━━ Data provided ━━

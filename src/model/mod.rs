//! Model descriptors supplied by the host application.
//!
//! The host is responsible for discovering its models and reflecting their
//! associations; this module only describes the shape of what it hands over.

mod source;

pub use source::{ManifestFormat, ManifestSource, ModelSource};

use schemars::JsonSchema;
use serde::{Deserialize, Serialize};
use std::fmt;
use std::hash::{Hash, Hasher};
use std::str::FromStr;

/// Top-level manifest document exported by the host
#[derive(Debug, Clone, Default, Serialize, Deserialize, JsonSchema)]
pub struct Manifest {
    pub models: Vec<ModelDescriptor>,
}

/// One ORM model as reflected by the host
#[derive(Debug, Clone, Default, PartialEq, Eq, Serialize, Deserialize, JsonSchema)]
pub struct ModelDescriptor {
    /// Model name, possibly namespaced (e.g. `Billing::Invoice`)
    pub name: String,
    /// Columns in declaration order; only read when column detail is requested
    #[serde(default)]
    pub columns: Vec<ColumnDescriptor>,
    /// Associations in declaration order
    #[serde(default)]
    pub associations: Vec<AssociationDescriptor>,
}

impl ModelDescriptor {
    pub fn new(name: impl Into<String>) -> Self {
        Self {
            name: name.into(),
            ..Self::default()
        }
    }

    pub fn column(mut self, name: impl Into<String>, col_type: impl Into<String>) -> Self {
        self.columns.push(ColumnDescriptor {
            name: name.into(),
            col_type: col_type.into(),
        });
        self
    }

    pub fn association(mut self, assoc: AssociationDescriptor) -> Self {
        self.associations.push(assoc);
        self
    }
}

#[derive(Debug, Clone, PartialEq, Eq, Serialize, Deserialize, JsonSchema)]
pub struct ColumnDescriptor {
    pub name: String,
    /// Declared type as reported by the host (e.g. `integer`, `string`)
    #[serde(rename = "type")]
    pub col_type: String,
}

/// A reflected association
#[derive(Debug, Clone, PartialEq, Eq, Serialize, Deserialize, JsonSchema)]
pub struct AssociationDescriptor {
    /// The association's own name (e.g. `attachable`, `posts`)
    pub name: String,
    #[schemars(with = "String")]
    pub kind: AssociationKind,
    /// Related model name; `None` when the host could not resolve it
    #[serde(default, skip_serializing_if = "Option::is_none")]
    pub target: Option<String>,
    #[serde(default)]
    pub polymorphic: bool,
}

impl AssociationDescriptor {
    pub fn new(name: impl Into<String>, kind: AssociationKind, target: impl Into<String>) -> Self {
        Self {
            name: name.into(),
            kind,
            target: Some(target.into()),
            polymorphic: false,
        }
    }

    pub fn polymorphic(name: impl Into<String>, kind: AssociationKind) -> Self {
        Self {
            name: name.into(),
            kind,
            target: None,
            polymorphic: true,
        }
    }
}

/// Association macro kind. Anything the host reports that is not one of the
/// standard kinds is kept verbatim in `Other`.
///
/// Equality and hashing compare the relation text, so `Other("has_many")`
/// is the same kind as `HasMany`.
#[derive(Debug, Clone, Serialize, Deserialize)]
#[serde(from = "String", into = "String")]
pub enum AssociationKind {
    BelongsTo,
    HasMany,
    HasOne,
    HasAndBelongsToMany,
    Other(String),
}

impl AssociationKind {
    pub fn as_str(&self) -> &str {
        match self {
            AssociationKind::BelongsTo => "belongs_to",
            AssociationKind::HasMany => "has_many",
            AssociationKind::HasOne => "has_one",
            AssociationKind::HasAndBelongsToMany => "has_and_belongs_to_many",
            AssociationKind::Other(kind) => kind,
        }
    }
}

impl PartialEq for AssociationKind {
    fn eq(&self, other: &Self) -> bool {
        self.as_str() == other.as_str()
    }
}

impl Eq for AssociationKind {}

impl Hash for AssociationKind {
    fn hash<H: Hasher>(&self, state: &mut H) {
        self.as_str().hash(state);
    }
}

impl From<&str> for AssociationKind {
    fn from(s: &str) -> Self {
        match s {
            "belongs_to" => AssociationKind::BelongsTo,
            "has_many" => AssociationKind::HasMany,
            "has_one" => AssociationKind::HasOne,
            "has_and_belongs_to_many" => AssociationKind::HasAndBelongsToMany,
            other => AssociationKind::Other(other.to_string()),
        }
    }
}

impl From<String> for AssociationKind {
    fn from(s: String) -> Self {
        AssociationKind::from(s.as_str())
    }
}

impl From<AssociationKind> for String {
    fn from(kind: AssociationKind) -> Self {
        kind.as_str().to_string()
    }
}

impl FromStr for AssociationKind {
    type Err = std::convert::Infallible;

    fn from_str(s: &str) -> Result<Self, Self::Err> {
        Ok(AssociationKind::from(s))
    }
}

impl fmt::Display for AssociationKind {
    fn fmt(&self, f: &mut fmt::Formatter<'_>) -> fmt::Result {
        f.write_str(self.as_str())
    }
}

━━━

Of the lines in the data above, some may include the word "schemars"; state how many, with no added words.

**Solved problem:**
2